__EXTRACTED ENTRIES__.
------------------------------------------------
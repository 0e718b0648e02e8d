//! # Repository Implementations
//!
//! SQLite-backed implementations of the atlas-core repository contracts.
//!
//! ## Design Pattern
//! ```text
//! ┌─────────────────────────────────────────────────────────────────────┐
//! │                    Repository Pattern                               │
//! │                                                                     │
//! │  InventoryService (atlas-core)                                      │
//! │       │  ProductRepository trait - total methods                    │
//! │       ▼                                                             │
//! │  SqliteProductRepository (this module)                              │
//! │       │  internal helpers return DbResult<_>                        │
//! │       │  trait surface logs failures, coerces to false/None/empty   │
//! │       ▼                                                             │
//! │  SqlitePool                                                         │
//! └─────────────────────────────────────────────────────────────────────┘
//! ```
//!
//! Each repository owns a clone of the pool (pools are cheap `Arc` handles).

pub mod product;
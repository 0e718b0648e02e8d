//! # Error Types
//!
//! Domain-specific error types for atlas-core.
//!
//! ## Error Hierarchy
//! ```text
//! ┌─────────────────────────────────────────────────────────────────────┐
//! │                         Error Types                                 │
//! │                                                                     │
//! │  atlas-core errors (this file)                                      │
//! │  └── CoreError                                                      │
//! │      ├── InvalidArgument - a precondition on an input was violated  │
//! │      └── InvalidState    - operation not allowed for the product's  │
//! │                            current state (inactive, depleted, ...)  │
//! │                                                                     │
//! │  atlas-db errors (separate crate)                                   │
//! │  └── DbError             - database operation failures              │
//! └─────────────────────────────────────────────────────────────────────┘
//! ```
//!
//! ## Who Raises, Who Returns
//! The discount engine and the `Product` entity raise `CoreError` when a
//! precondition is violated: a caller passing a non-positive price is a
//! programming error worth surfacing loudly.
//!
//! The inventory service never raises. Business-rule rejections (duplicate
//! code, inactive product, insufficient stock) come back as `false` or an
//! empty `Option` so callers handle them as ordinary outcomes.

use thiserror::Error;

// =============================================================================
// Core Error
// =============================================================================

/// Core business logic errors.
///
/// Exactly two kinds exist: a bad input value, or an operation attempted
/// against a product whose state forbids it.
#[derive(Debug, Clone, Error, PartialEq)]
pub enum CoreError {
    /// A precondition on an input value was violated.
    ///
    /// ## When This Occurs
    /// - Non-positive price or quantity passed to the discount engine
    /// - Negative quantity passed to a stock mutation
    /// - Requested quantity exceeds available stock
    #[error("invalid argument: {reason}")]
    InvalidArgument { reason: String },

    /// The operation is not allowed in the product's current state.
    ///
    /// ## When This Occurs
    /// - Stock mutation or pricing attempted on an inactive product
    #[error("invalid state for product {code}: {reason}")]
    InvalidState { code: String, reason: String },
}

impl CoreError {
    /// Creates an InvalidArgument error.
    pub fn invalid_argument(reason: impl Into<String>) -> Self {
        CoreError::InvalidArgument {
            reason: reason.into(),
        }
    }

    /// Creates an InvalidState error for a given product code.
    pub fn invalid_state(code: impl Into<String>, reason: impl Into<String>) -> Self {
        CoreError::InvalidState {
            code: code.into(),
            reason: reason.into(),
        }
    }
}

// =============================================================================
// Result Type Alias
// =============================================================================

/// Convenience type alias for Results with CoreError.
pub type CoreResult<T> = Result<T, CoreError>;

// =============================================================================
// Unit Tests
// =============================================================================

#[cfg(test)]
mod tests {
    use super::*;

    #[test]
    fn test_invalid_argument_message() {
        let err = CoreError::invalid_argument("price and quantity must be positive");
        assert_eq!(
            err.to_string(),
            "invalid argument: price and quantity must be positive"
        );
    }

    #[test]
    fn test_invalid_state_message() {
        let err = CoreError::invalid_state("PRD001", "product is inactive");
        assert_eq!(
            err.to_string(),
            "invalid state for product PRD001: product is inactive"
        );
    }
}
------------------------------------------------
__WHAT YOU NEED TO DO__. Each line must be set down again exactly as above, with no line omitted.

__OUTPUT__.
repository 0e718b0648e02e8d
//! # Repository Implementations
//!
//! SQLite-backed implementations of the atlas-core repository contracts.
//!
//! ## Design Pattern
//! ```text
//! ┌─────────────────────────────────────────────────────────────────────┐
//! │                    Repository Pattern                               │
//! │                                                                     │
//! │  InventoryService (atlas-core)                                      │
//! │       │  ProductRepository trait - total methods                    │
//! │       ▼                                                             │
//! │  SqliteProductRepository (this module)                              │
//! │       │  internal helpers return DbResult<_>                        │
//! │       │  trait surface logs failures, coerces to false/None/empty   │
//! │       ▼                                                             │
//! │  SqlitePool                                                         │
//! └─────────────────────────────────────────────────────────────────────┘
//! ```
//!
//! Each repository owns a clone of the pool (pools are cheap `Arc` handles).

pub mod product;
repository 0e718b0648e02e8d
//! # Error Types
//!
//! Domain-specific error types for atlas-core.
//!
//! ## Error Hierarchy
//! ```text
//! ┌─────────────────────────────────────────────────────────────────────┐
//! │                         Error Types                                 │
//! │                                                                     │
//! │  atlas-core errors (this file)                                      │
//! │  └── CoreError                                                      │
//! │      ├── InvalidArgument - a precondition on an input was violated  │
//! │      └── InvalidState    - operation not allowed for the product's  │
//! │                            current state (inactive, depleted, ...)  │
//! │                                                                     │
//! │  atlas-db errors (separate crate)                                   │
//! │  └── DbError             - database operation failures              │
//! └─────────────────────────────────────────────────────────────────────┘
//! ```
//!
//! ## Who Raises, Who Returns
//! The discount engine and the `Product` entity raise `CoreError` when a
//! precondition is violated: a caller passing a non-positive price is a
//! programming error worth surfacing loudly.
//!
//! The inventory service never raises. Business-rule rejections (duplicate
//! code, inactive product, insufficient stock) come back as `false` or an
//! empty `Option` so callers handle them as ordinary outcomes.

use thiserror::Error;

// =============================================================================
// Core Error
// =============================================================================

/// Core business logic errors.
///
/// Exactly two kinds exist: a bad input value, or an operation attempted
/// against a product whose state forbids it.
#[derive(Debug, Clone, Error, PartialEq)]
pub enum CoreError {
    /// A precondition on an input value was violated.
    ///
    /// ## When This Occurs
    /// - Non-positive price or quantity passed to the discount engine
    /// - Negative quantity passed to a stock mutation
    /// - Requested quantity exceeds available stock
    #[error("invalid argument: {reason}")]
    InvalidArgument { reason: String },

    /// The operation is not allowed in the product's current state.
    ///
    /// ## When This Occurs
    /// - Stock mutation or pricing attempted on an inactive product
    #[error("invalid state for product {code}: {reason}")]
    InvalidState { code: String, reason: String },
}

impl CoreError {
    /// Creates an InvalidArgument error.
    pub fn invalid_argument(reason: impl Into<String>) -> Self {
        CoreError::InvalidArgument {
            reason: reason.into(),
        }
    }

    /// Creates an InvalidState error for a given product code.
    pub fn invalid_state(code: impl Into<String>, reason: impl Into<String>) -> Self {
        CoreError::InvalidState {
            code: code.into(),
            reason: reason.into(),
        }
    }
}

// =============================================================================
// Result Type Alias
// =============================================================================

/// Convenience type alias for Results with CoreError.
pub type CoreResult<T> = Result<T, CoreError>;

// =============================================================================
// Unit Tests
// =============================================================================

#[cfg(test)]
mod tests {
    use super::*;

    #[test]
    fn test_invalid_argument_message() {
        let err = CoreError::invalid_argument("price and quantity must be positive");
        assert_eq!(
            err.to_string(),
            "invalid argument: price and quantity must be positive"
        );
    }

    #[test]
    fn test_invalid_state_message() {
        let err = CoreError::invalid_state("PRD001", "product is inactive");
        assert_eq!(
            err.to_string(),
            "invalid state for product PRD001: product is inactive"
        );
    }
}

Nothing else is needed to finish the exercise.